The Xerox 820-II followed in 1982, featuring a Z80A processor clocked at 4.0 MHz. Pricing started at $3000.
Hardware: The processor board was located inside the CRT unit, and included the Z80A, 64 kiB of RAM and a boot ROM which enabled booting from any of the supported external drives in 8-bit mode.
Screen: The display was a 24-line, 80-character (7×10 dot matrix) white-on-black monochrome CRT, with software-selectable variations such as reverse video, blinking, low-intensity (equivalent to grey text), and 4×4-resolution graphics.
Communication ports These included two 25-pin RS-232 serial ports (including one intended for a Xerox 620 or 630 printer or compatible, and one intended for a modem), and two optional parallel ports which could be added via an internal pin header, usable with a Xerox-supplied or other cable.
Keyboard: A bulky 96-character ASCII keyboard with a 10-key numeric keypad and a cursor diamond which otherwise defaulted to Ctrl-A to Ctrl-D. It also included "Help" and "Line Feed" keys, and was attached to the back of the CRT unit by a thick cable.
The Xerox 820-II was quite different from the Xerox 820:
1) the Xerox 820 mainboard had built-in 8" floppy disk I/O devices but no built-in 5.25" floppy disk I/O devices nor hard disk I/O (nor any expansion bay capabilities), whereas
2) the Xerox 820-II mainboard had no built-in disk I/O devices nor a built-in processor expansion capability (these were expected and required to be on expansion bay cards; there were two different expansion bay connectors, one which accommodated one of several disk I/O boards, and one which accommodated a processor board—the processor board was the taller of the two).
The Xerox 820-II's disk I/O capability was on one of two different cards:
1) a floppy disk I/O card, which could control external 8" or 5.25" floppies, or a mixture of these, as configured by special external cables, and
2) a SASI hard disk/floppy disk I/O card, which could control one external 8" hard drive and one to three external 8" floppy drives (these being either single- or double-sided, and either single- or double-density).
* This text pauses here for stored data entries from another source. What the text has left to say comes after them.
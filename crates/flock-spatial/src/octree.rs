//! Bucketed point octree.
//!
//! Built top-down over a snapshot of positions: the root cube encloses every
//! finite point, and any node holding more than [`BUCKET_SIZE`] points is
//! split into up to eight non-empty octant children, down to
//! [`MAX_DEPTH`].  Each node owns a contiguous range of the `items` array,
//! so a leaf scan is a slice walk.
//!
//! Sphere queries descend only into nodes whose cube intersects the sphere.

use glam::Vec3;

/// Points per leaf before a node is split.
pub const BUCKET_SIZE: usize = 8;

/// Depth cap.  Stops runaway splitting when many points coincide.
pub const MAX_DEPTH: u32 = 10;

const NO_CHILD: u32 = u32::MAX;

/// Relative padding on the query radius and node cubes.  Child faces are
/// computed as `center ± quarter` and can sit an ulp off the parent's split
/// plane, so pruning stays conservative; the exact test happens in the caller.
const PRUNE_SLACK: f32 = 1.0e-4;

#[derive(Clone, Debug)]
struct Node {
    center:   Vec3,
    half:     f32,
    start:    usize,
    end:      usize,
    children: [u32; 8],
    leaf:     bool,
}

/// Point octree over agent slots.
#[derive(Default)]
pub struct Octree {
    nodes: Vec<Node>,
    items: Vec<usize>,
}

impl Octree {
    pub fn new() -> Self {
        Self::default()
    }

    /// Number of slots inserted by the last build.
    #[inline]
    pub fn len(&self) -> usize {
        self.items.len()
    }

    #[inline]
    pub fn is_empty(&self) -> bool {
        self.items.is_empty()
    }

    /// Number of nodes in the tree (0 when empty).
    #[inline]
    pub fn node_count(&self) -> usize {
        self.nodes.len()
    }

    /// Depth of the deepest node (root = 0).
    pub fn depth(&self) -> u32 {
        fn walk(tree: &Octree, node: u32, d: u32) -> u32 {
            let n = &tree.nodes[node as usize];
            if n.leaf {
                return d;
            }
            n.children
                .iter()
                .filter(|&&c| c != NO_CHILD)
                .map(|&c| walk(tree, c, d + 1))
                .max()
                .unwrap_or(d)
        }
        if self.nodes.is_empty() { 0 } else { walk(self, 0, 0) }
    }

    pub fn clear(&mut self) {
        self.nodes.clear();
        self.items.clear();
    }

    /// Rebuild from `positions` (slot `i` at `positions[i]`).
    pub fn rebuild(&mut self, positions: &[Vec3]) {
        self.clear();
        if positions.is_empty() {
            return;
        }
        self.items.extend(0..positions.len());

        let (lo, hi) = positions
            .iter()
            .filter(|p| p.is_finite())
            .fold((Vec3::INFINITY, Vec3::NEG_INFINITY), |(lo, hi), &p| (lo.min(p), hi.max(p)));
        let (center, half) = if lo.cmple(hi).all() {
            // Pad so points on the max faces fall strictly inside.
            ((lo + hi) * 0.5, ((hi - lo).max_element() * 0.5).max(1.0e-3) * 1.001)
        } else {
            (Vec3::ZERO, 1.0)
        };

        self.build_node(positions, 0, positions.len(), center, half, 0);
    }

    fn build_node(
        &mut self,
        positions: &[Vec3],
        start:     usize,
        end:       usize,
        center:    Vec3,
        half:      f32,
        depth:     u32,
    ) -> u32 {
        let index = self.nodes.len() as u32;
        self.nodes.push(Node { center, half, start, end, children: [NO_CHILD; 8], leaf: true });

        if end - start <= BUCKET_SIZE || depth >= MAX_DEPTH {
            return index;
        }

        self.items[start..end].sort_unstable_by_key(|&slot| octant(positions[slot], center));

        let mut children = [NO_CHILD; 8];
        let quarter = half * 0.5;
        let mut cursor = start;
        for (oct, child) in children.iter_mut().enumerate() {
            let run_end = cursor
                + self.items[cursor..end]
                    .iter()
                    .take_while(|&&slot| octant(positions[slot], center) == oct)
                    .count();
            if run_end > cursor {
                let offset = Vec3::new(
                    if oct & 1 != 0 { quarter } else { -quarter },
                    if oct & 2 != 0 { quarter } else { -quarter },
                    if oct & 4 != 0 { quarter } else { -quarter },
                );
                *child = self.build_node(positions, cursor, run_end, center + offset, quarter, depth + 1);
            }
            cursor = run_end;
        }

        let node = &mut self.nodes[index as usize];
        node.children = children;
        node.leaf = false;
        index
    }

    /// Visit every slot stored in a node whose cube intersects the sphere
    /// (`center`, `radius`).  Candidates are *not* distance-filtered.  Stop
    /// early by returning `false` from `visit`.
    pub fn for_each_candidate<F>(&self, center: Vec3, radius: f32, mut visit: F)
    where
        F: FnMut(usize) -> bool,
    {
        if self.nodes.is_empty() {
            return;
        }
        let r = radius.max(0.0) * (1.0 + PRUNE_SLACK) + f32::EPSILON;
        let r2 = r * r;
        let mut stack = vec![0u32];
        while let Some(i) = stack.pop() {
            let node = &self.nodes[i as usize];
            // Non-finite query centers or node cubes give a NaN distance and
            // would prune everything; visit conservatively instead.
            let d2 = cube_distance_sq(node.center, node.half * (1.0 + PRUNE_SLACK), center);
            if d2 > r2 {
                continue;
            }
            if node.leaf {
                for &slot in &self.items[node.start..node.end] {
                    if !visit(slot) {
                        return;
                    }
                }
            } else {
                stack.extend(node.children.iter().copied().filter(|&c| c != NO_CHILD));
            }
        }
    }
}

/// Octant index of `p` relative to `center`: bit 0 = +x, bit 1 = +y, bit 2 = +z.
#[inline]
fn octant(p: Vec3, center: Vec3) -> usize {
    (p.x >= center.x) as usize | ((p.y >= center.y) as usize) << 1 | ((p.z >= center.z) as usize) << 2
}

/// Squared distance from `p` to the axis-aligned cube (`center`, `half`).
#[inline]
fn cube_distance_sq(center: Vec3, half: f32, p: Vec3) -> f32 {
    ((p - center).abs() - Vec3::splat(half)).max(Vec3::ZERO).length_squared()
}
Finally, the Xerox 820-II had a processor expansion capability, which optionally supported a 16-bit Intel 8086 processor card with its own 128 kiB or 256 kiB of RAM (the 16-bit processor card did, however, employ the on-mainboard Z80A for all peripheral I/O operations, therefore the 8086 behaved more like a co-processor).
The Xerox 820-II's 16 bit processor card featured a true 16-bit 8086 processor, not an 8/16 bit 8088 processor as on the contemporary IBM PC.
The 16 bit processor card was, however, limited to 128 kiB of DRAM (256 kiB, maximum, if incorporating a rather rare RAM "daughter" card).
Flipping the Xerox 820-II's console between 8 bit and 16 bit modes—on a 820-II which was equipped with the optional 16-bit processor card—was accomplished by a simple keyboard control command.
Xerox 820-II component parts were available from Xerox outlet stores at quite reasonable prices, and it was not uncommon to convert surplus (but new) 128 kiB 16-bit processor cards to 512 kiB by the substitution of sixteen 41256 DRAM chips for the card's usual sixteen 4164 DRAM chips (both are 16-pin DIPs—pin 1 is unused on a 4164 and becomes A8 on a 41256), plus the addition of two ICs (one 74F02 and one 74F08, or two user-modified PALs) for controlling the 41256's 9th address row and column (not found on 4164s), thereby achieving a four-times increase in RAM without the use of a "daughter" card (which could only achieve a two-times increase in RAM).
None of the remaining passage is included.